> [WHAT YOU ARE ASKED TO DO]:
Going from the top of the data below, give again each line through the one containing "ctx.registry.register_sender(path, n_receivers, sender).await", both ends kept.

Collection entries:
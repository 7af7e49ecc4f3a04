//! Sender and receiver registration handlers
//!
//! Senders get an immediate 200 whose body stays open as a status channel;
//! receivers get their response deferred until the rendezvous establishes
//! and the transfer headers are known.

use bytes::Bytes;
use futures_util::stream::StreamExt;
use http::header::ACCESS_CONTROL_ALLOW_ORIGIN;
use http::{HeaderValue, Request, Response, StatusCode};
use http_body_util::BodyStream;
use hyper::body::Body;
use tokio::sync::oneshot;

use crate::pipe::{box_byte_stream, line_body, BoxError, ByteStream, RelayBody};
use crate::registry::{NoticeChannel, ReceiverEnd, RegistryError, RelayPath, SenderEnd};

use super::router::{text_response, ServerContext};

/// Register the request as a sender on the path
pub(super) async fn handle_send<B>(
    ctx: &ServerContext,
    path: RelayPath,
    req: Request<B>,
) -> Response<RelayBody>
where
    B: Body<Data = Bytes> + Send + Sync + 'static,
    B::Error: Into<BoxError> + Send + Sync,
{
    let n_receivers = receiver_count(req.uri().query());
    let (parts, body) = req.into_parts();

    let (notices, notice_rx) = NoticeChannel::new();
    let sender = SenderEnd {
        id: ctx.registry.next_participant_id(),
        headers: parts.headers,
        body: byte_stream(body),
        notices,
    };

    match ctx.registry.register_sender(path, n_receivers, sender).await {
        Ok(()) => {
            let mut response = Response::new(line_body(notice_rx));
            response
                .headers_mut()
                .insert(ACCESS_CONTROL_ALLOW_ORIGIN, HeaderValue::from_static("*"));
            response
        }
        Err(error) => rejection(error),
    }
}

/// Register the request as a receiver and wait for the transfer to start
pub(super) async fn handle_receive<B>(
    ctx: &ServerContext,
    path: RelayPath,
    req: Request<B>,
) -> Response<RelayBody> {
    let n_receivers = receiver_count(req.uri().query());
    drop(req);

    let (reply, reply_rx) = oneshot::channel();
    let receiver = ReceiverEnd {
        id: ctx.registry.next_participant_id(),
        reply,
    };

    // The guard stays armed across the wait: if this future is dropped
    // because the connection aborted, the receiver withdraws itself.
    let guard = match ctx
        .registry
        .register_receiver(path, n_receivers, receiver)
        .await
    {
        Ok(guard) => guard,
        Err(error) => return rejection(error),
    };

    match reply_rx.await {
        Ok(response) => {
            guard.disarm();
            response
        }
        // The transfer collapsed before headers could be determined.
        Err(_) => {
            guard.disarm();
            text_response(
                StatusCode::INTERNAL_SERVER_ERROR,
                "[ERROR] Sending failed.\n",
            )
        }
    }
}

/// Declared receiver count from the `n` query parameter
///
/// Missing or non-integer values substitute the default of 1. Zero and
/// negative values normalise to 0, which registration rejects.
fn receiver_count(query: Option<&str>) -> u32 {
    let value = query
        .into_iter()
        .flat_map(|q| q.split('&'))
        .find_map(|pair| pair.strip_prefix("n="));

    let Some(raw) = value else {
        return 1;
    };

    match raw.parse::<i64>() {
        Ok(n) if n > 0 => n.min(i64::from(u32::MAX)) as u32,
        Ok(_) => 0,
        Err(_) => 1,
    }
}

/// Flatten an HTTP body into a stream of data chunks
fn byte_stream<B>(body: B) -> ByteStream
where
    B: Body<Data = Bytes> + Send + Sync + 'static,
    B::Error: Into<BoxError> + Send + Sync,
{
    box_byte_stream(BodyStream::new(body).filter_map(|item| async move {
        match item {
            Ok(frame) => frame.into_data().ok().map(Ok),
            Err(e) => Some(Err(e.into())),
        }
    }))
}

fn rejection(error: RegistryError) -> Response<RelayBody> {
    text_response(StatusCode::BAD_REQUEST, format!("[ERROR] {error}\n"))
}
//! Streaming HTTP rendezvous relay
//!
//! A sender uploads a body to an arbitrary path with `POST`/`PUT`; one or
//! more receivers download it from the same path with `GET`. Nothing is
//! persisted: the server pairs both sides in real time and streams bytes
//! straight through.
//!
//! # Architecture
//!
//! ```text
//!   POST /path ───► router ──► registry ◄── router ◄─── GET /path
//!                                │
//!                                │ sender + n receivers present
//!                                ▼
//!                           pipe engine
//!                     source ──► fan-out ──► receiver sinks
//! ```
//!
//! A rendezvous is keyed by its normalised path. The first arrival fixes
//! the declared receiver count (`?n=`, default 1); once the sender and
//! exactly that many receivers are present the rendezvous is established
//! and the engine streams the sender's body (or its first multipart part)
//! to every receiver concurrently. While pending, a participant that
//! disconnects simply withdraws; the path frees up again when the
//! transfer ends.
//!
//! # Example
//!
//! ```no_run
//! use relay_rs::{RelayServer, ServerConfig};
//!
//! #[tokio::main]
//! async fn main() -> relay_rs::Result<()> {
//!     let config = ServerConfig::with_addr("127.0.0.1:8080".parse().unwrap());
//!     RelayServer::new(config).run().await
//! }
//! ```

pub mod error;
pub mod pipe;
pub mod registry;
pub mod server;

pub use error::{Error, Result};
pub use registry::{PathRegistry, RegistryError, RelayPath};
pub use server::{RelayServer, ServerConfig, TlsConfig};
//! Request router
//!
//! Classifies requests by method and path: senders register with
//! `POST`/`PUT`, receivers with `GET`, the reserved set serves static
//! content, and `OPTIONS` answers CORS preflights.

use std::sync::Arc;

use bytes::Bytes;
use http::header::{
    ACCESS_CONTROL_ALLOW_HEADERS, ACCESS_CONTROL_ALLOW_METHODS, ACCESS_CONTROL_ALLOW_ORIGIN,
    ACCESS_CONTROL_MAX_AGE, CONTENT_LENGTH, HOST,
};
use http::{HeaderMap, HeaderValue, Method, Request, Response, StatusCode};
use hyper::body::Body;

use crate::pipe::{empty_body, full_body, BoxError, RelayBody};
use crate::registry::{PathRegistry, RelayPath};

use super::handler;
use super::pages;

/// Shared context for every request served by one listener
pub struct ServerContext {
    /// The process-wide rendezvous registry
    pub registry: Arc<PathRegistry>,
    /// Whether this listener terminates TLS (drives help-text scheme)
    pub uses_https: bool,
    /// Emit per-request log events
    pub enable_log: bool,
}

/// Dispatch one request to its handler
pub async fn route<B>(ctx: Arc<ServerContext>, req: Request<B>) -> Response<RelayBody>
where
    B: Body<Data = Bytes> + Send + Sync + 'static,
    B::Error: Into<BoxError> + Send + Sync,
{
    let path = RelayPath::normalise(req.uri().path());
    let method = req.method().clone();

    if ctx.enable_log {
        tracing::info!(method = %method, path = %path, "Request");
    }

    if method == Method::POST || method == Method::PUT {
        if path.is_reserved() {
            return text_response(
                StatusCode::BAD_REQUEST,
                format!("[ERROR] Cannot send to a reserved path '{path}'. (e.g. '/mypath123')\n"),
            );
        }
        handler::handle_send(&ctx, path, req).await
    } else if method == Method::GET {
        match path.as_str() {
            "/" => pages::index(),
            "/version" => pages::version(),
            "/help" => pages::help(scheme(&ctx, req.headers()), host(req.headers())),
            "/favicon.ico" => pages::favicon(),
            "/robots.txt" => pages::robots(),
            _ => handler::handle_receive(&ctx, path, req).await,
        }
    } else if method == Method::OPTIONS {
        preflight()
    } else {
        text_response(
            StatusCode::OK,
            format!("[ERROR] Unsupported method: {method}.\n"),
        )
    }
}

fn scheme(ctx: &ServerContext, headers: &HeaderMap) -> &'static str {
    let forwarded_https = headers
        .get("x-forwarded-proto")
        .and_then(|value| value.to_str().ok())
        .is_some_and(|proto| proto.contains("https"));

    if ctx.uses_https || forwarded_https {
        "https"
    } else {
        "http"
    }
}

fn host(headers: &HeaderMap) -> &str {
    headers
        .get(HOST)
        .and_then(|value| value.to_str().ok())
        .unwrap_or("hostname")
}

/// CORS preflight response
fn preflight() -> Response<RelayBody> {
    let mut response = Response::new(empty_body());
    let map = response.headers_mut();
    map.insert(ACCESS_CONTROL_ALLOW_ORIGIN, HeaderValue::from_static("*"));
    map.insert(
        ACCESS_CONTROL_ALLOW_METHODS,
        HeaderValue::from_static("GET, HEAD, POST, PUT, OPTIONS"),
    );
    map.insert(
        ACCESS_CONTROL_ALLOW_HEADERS,
        HeaderValue::from_static("Content-Type, Content-Disposition"),
    );
    map.insert(ACCESS_CONTROL_MAX_AGE, HeaderValue::from_static("86400"));
    map.insert(CONTENT_LENGTH, HeaderValue::from_static("0"));
    response
}

/// Plain-text response with the CORS header attached
pub(super) fn text_response(status: StatusCode, text: impl Into<String>) -> Response<RelayBody> {
    let mut response = Response::new(full_body(text.into()));
    *response.status_mut() = status;
    response
        .headers_mut()
        .insert(ACCESS_CONTROL_ALLOW_ORIGIN, HeaderValue::from_static("*"));
    response
}
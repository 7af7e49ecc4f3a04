//! Crate-wide error type
//!
//! Covers listener setup failures. Errors inside an active transfer never
//! surface here; they are reported in-band on the sender's status response.

use std::path::PathBuf;

/// Result type used throughout the crate
pub type Result<T> = std::result::Result<T, Error>;

/// Top-level server error
#[derive(Debug)]
pub enum Error {
    /// I/O error (bind, accept, certificate files)
    Io(std::io::Error),
    /// TLS configuration error
    Tls(tokio_rustls::rustls::Error),
    /// The key file contained no usable private key
    NoPrivateKey(PathBuf),
}

impl std::fmt::Display for Error {
    fn fmt(&self, f: &mut std::fmt::Formatter<'_>) -> std::fmt::Result {
        match self {
            Error::Io(e) => write!(f, "I/O error: {}", e),
            Error::Tls(e) => write!(f, "TLS error: {}", e),
            Error::NoPrivateKey(path) => {
                write!(f, "No private key found in {}", path.display())
            }
        }
    }
}

impl std::error::Error for Error {
    fn source(&self) -> Option<&(dyn std::error::Error + 'static)> {
        match self {
            Error::Io(e) => Some(e),
            Error::Tls(e) => Some(e),
            Error::NoPrivateKey(_) => None,
        }
    }
}

impl From<std::io::Error> for Error {
    fn from(e: std::io::Error) -> Self {
        Error::Io(e)
    }
}

impl From<tokio_rustls::rustls::Error> for Error {
    fn from(e: tokio_rustls::rustls::Error) -> Self {
        Error::Tls(e)
    }
}
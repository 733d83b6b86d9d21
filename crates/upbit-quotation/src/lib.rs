//! Client for the Upbit quotation (public market data) REST API.
//!
//! The quotation API is unauthenticated and read-only:
//! - `UpbitClient`: one method per endpoint (market list, candles,
//!   trade ticks, ticker snapshots)
//! - `MarketList`: tradable market codes fetched once at construction
//!   and used to validate every symbol argument
//!
//! Responses are returned as raw `serde_json::Value` arrays; the client
//! does not model the record fields.

pub mod client;
pub mod error;
pub mod markets;

pub use client::{Credentials, UpbitClient, BASE_URL, MINUTE_UNITS};
pub use error::{UpbitError, UpbitResult};
pub use markets::MarketList;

> [ANSWER TO THE EXERCISE]:
repository 7af7e49ecc4f3a04
//! Sender and receiver registration handlers
//!
//! Senders get an immediate 200 whose body stays open as a status channel;
//! receivers get their response deferred until the rendezvous establishes
//! and the transfer headers are known.

use bytes::Bytes;
use futures_util::stream::StreamExt;
use http::header::ACCESS_CONTROL_ALLOW_ORIGIN;
use http::{HeaderValue, Request, Response, StatusCode};
use http_body_util::BodyStream;
use hyper::body::Body;
use tokio::sync::oneshot;

use crate::pipe::{box_byte_stream, line_body, BoxError, ByteStream, RelayBody};
use crate::registry::{NoticeChannel, ReceiverEnd, RegistryError, RelayPath, SenderEnd};

use super::router::{text_response, ServerContext};

/// Register the request as a sender on the path
pub(super) async fn handle_send<B>(
    ctx: &ServerContext,
    path: RelayPath,
    req: Request<B>,
) -> Response<RelayBody>
where
    B: Body<Data = Bytes> + Send + Sync + 'static,
    B::Error: Into<BoxError> + Send + Sync,
{
    let n_receivers = receiver_count(req.uri().query());
    let (parts, body) = req.into_parts();

    let (notices, notice_rx) = NoticeChannel::new();
    let sender = SenderEnd {
        id: ctx.registry.next_participant_id(),
        headers: parts.headers,
        body: byte_stream(body),
        notices,
    };

    match ctx.registry.register_sender(path, n_receivers, sender).await {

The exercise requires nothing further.